Blog | 08 Feb 2024

Finding Opportunities in a Weak Global Economy

Oxford Economics set the stage for the year ahead, at our inaugural Global Economic Outlook Conference, in London on Wednesday, 24th January.

Throughout the day our line-up of speakers provided an array of insights focusing on finding opportunities in the global economy and major markets. Oxford Economics CEO, Adrian Cooper set the scene as he outlined how potential risks to economic growth appear more balanced than two years prior, with actions from central banks being seen as a likely major economic driver, with geopolitical issues dominating downside risks.

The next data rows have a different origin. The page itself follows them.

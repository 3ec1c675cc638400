use anyhow::{anyhow, Context, Result};
use async_trait::async_trait;
use futures::TryStreamExt;
use mongodb::{
    bson::{doc, oid::ObjectId, to_bson, Document},
    options::IndexOptions,
    Collection, Database, IndexModel,
};

use super::{QuestionStore, QuizStore, TopicStore, UserStore};
use crate::metrics::track_db_operation;
use crate::models::{Question, Quiz, User, UserResponse};

const QUESTIONS: &str = "questions";
const QUIZZES: &str = "quizzes";
const USERS: &str = "users";
const TOPICS: &str = "topics";

pub struct MongoStore {
    mongo: Database,
}

impl MongoStore {
    /// Ping the server and make sure the indexes the gateway relies on exist.
    pub async fn connect(mongo: Database) -> Result<Self> {
        mongo
            .run_command(doc! { "ping": 1 })
            .await
            .context("MongoDB ping failed")?;

        let store = Self { mongo };
        store.ensure_indexes().await?;
        Ok(store)
    }

    async fn ensure_indexes(&self) -> Result<()> {
        let text_index = IndexModel::builder()
            .keys(doc! { "topic": "text", "question": "text" })
            .options(
                IndexOptions::builder()
                    .name("questions_text".to_string())
                    .build(),
            )
            .build();
        if let Err(e) = self.questions().create_index(text_index).await {
            // Only one text index is allowed per collection; an existing one still serves $text.
            tracing::warn!("Could not create questions text index: {}", e);
        }

        let unique = IndexOptions::builder().unique(true).build();
        self.users()
            .create_index(
                IndexModel::builder()
                    .keys(doc! { "username": 1 })
                    .options(unique.clone())
                    .build(),
            )
            .await
            .context("Failed to create users.username index")?;
        self.topics()
            .create_index(
                IndexModel::builder()
                    .keys(doc! { "topic": 1 })
                    .options(unique)
                    .build(),
            )
            .await
            .context("Failed to create topics.topic index")?;

        tracing::info!("MongoDB indexes ensured");
        Ok(())
    }

    fn questions(&self) -> Collection<Question> {
        self.mongo.collection(QUESTIONS)
    }

    fn quizzes(&self) -> Collection<Quiz> {
        self.mongo.collection(QUIZZES)
    }

    fn users(&self) -> Collection<User> {
        self.mongo.collection(USERS)
    }

    fn topics(&self) -> Collection<Document> {
        self.mongo.collection(TOPICS)
    }
}

#[async_trait]
impl QuestionStore for MongoStore {
    async fn search_by_topic(&self, topic: &str) -> Result<Vec<Question>> {
        track_db_operation("find", QUESTIONS, async {
            let cursor = self
                .questions()
                .find(doc! { "$text": { "$search": topic } })
                .await
                .context("Failed to search questions")?;
            cursor
                .try_collect()
                .await
                .context("Failed to collect question documents")
        })
        .await
    }

    async fn insert_many(&self, questions: &[Question]) -> Result<usize> {
        if questions.is_empty() {
            return Ok(0);
        }
        track_db_operation("insert_many", QUESTIONS, async {
            let result = self
                .questions()
                .insert_many(questions)
                .await
                .context("Failed to insert questions")?;
            Ok(result.inserted_ids.len())
        })
        .await
    }
}

#[async_trait]
impl QuizStore for MongoStore {
    async fn insert(&self, quiz: &Quiz) -> Result<ObjectId> {
        track_db_operation("insert_one", QUIZZES, async {
            let result = self
                .quizzes()
                .insert_one(quiz)
                .await
                .context("Failed to insert quiz")?;
            result
                .inserted_id
                .as_object_id()
                .ok_or_else(|| anyhow!("Failed to get inserted quiz ID"))
        })
        .await
    }

    async fn find_by_id(&self, id: &ObjectId) -> Result<Option<Quiz>> {
        track_db_operation("find_one", QUIZZES, async {
            self.quizzes()
                .find_one(doc! { "_id": id })
                .await
                .context("Failed to fetch quiz")
        })
        .await
    }

    async fn mark_completed(&self, id: &ObjectId) -> Result<()> {
        track_db_operation("update_one", QUIZZES, async {
            let result = self
                .quizzes()
                .update_one(doc! { "_id": id }, doc! { "$set": { "completed": true } })
                .await
                .context("Failed to mark quiz completed")?;
            if result.matched_count == 0 {
                return Err(anyhow!("Quiz {} vanished before update", id));
            }
            Ok(())
        })
        .await
    }

    async fn save_progress(
        &self,
        id: &ObjectId,
        responses: &[UserResponse],
        completed: bool,
    ) -> Result<()> {
        track_db_operation("update_one", QUIZZES, async {
            let responses = to_bson(responses).context("Failed to encode user responses")?;
            let result = self
                .quizzes()
                .update_one(
                    doc! { "_id": id },
                    doc! { "$set": {
                        "user_responses": responses,
                        "completed": completed,
                    } },
                )
                .await
                .context("Failed to save quiz progress")?;
            if result.matched_count == 0 {
                return Err(anyhow!("Quiz {} vanished before update", id));
            }
            Ok(())
        })
        .await
    }

    async fn ping(&self) -> Result<()> {
        self.mongo
            .run_command(doc! { "ping": 1 })
            .await
            .context("MongoDB ping failed")?;
        Ok(())
    }
}

#[async_trait]
impl UserStore for MongoStore {
    async fn find_by_username(&self, username: &str) -> Result<Option<User>> {
        track_db_operation("find_one", USERS, async {
            self.users()
                .find_one(doc! { "username": username })
                .await
                .context("Failed to fetch user")
        })
        .await
    }

    async fn insert(&self, user: &User) -> Result<ObjectId> {
        track_db_operation("insert_one", USERS, async {
            let result = self
                .users()
                .insert_one(user)
                .await
                .context("Failed to insert user")?;
            result
                .inserted_id
                .as_object_id()
                .ok_or_else(|| anyhow!("Failed to get inserted user ID"))
        })
        .await
    }
}

#[async_trait]
impl TopicStore for MongoStore {
    async fn upsert(&self, topic: &str) -> Result<()> {
        track_db_operation("update_one", TOPICS, async {
            self.topics()
                .update_one(
                    doc! { "topic": topic },
                    doc! { "$setOnInsert": { "topic": topic } },
                )
                .upsert(true)
                .await
                .context("Failed to upsert topic")?;
            Ok(())
        })
        .await
    }

    async fn list(&self) -> Result<Vec<String>> {
        track_db_operation("find", TOPICS, async {
            let cursor = self
                .topics()
                .find(doc! {})
                .sort(doc! { "topic": 1 })
                .await
                .context("Failed to list topics")?;
            let docs: Vec<Document> = cursor
                .try_collect()
                .await
                .context("Failed to collect topic documents")?;
            Ok(docs
                .iter()
                .filter_map(|d| d.get_str("topic").ok().map(str::to_string))
                .collect())
        })
        .await
    }
}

The conference was teeming with unparalleled insight, dynamic discussions, and ground-breaking perspectives on the current economic landscape, with both challenges and emerging opportunities, from city-specific economic variations to potential shifts in industrial activities as well as the short and long terms needs and impacts around funding the climate transition.

The presentations collectively painted a nuanced picture of the economic landscape, revealing both short-term challenges and long-term opportunities in navigating economic uncertainty.

Dealing with the Inflation Hangover

In his presentation “Dealing with the Inflation Hangover,” Innes McFee, Chief Global Economist of Oxford Economics addressed several key questions for 2024 and beyond. Despite anticipating a slow growth year, the outlook is cautiously optimistic, with a trough expected in Q1 and momentum poised to build thereafter.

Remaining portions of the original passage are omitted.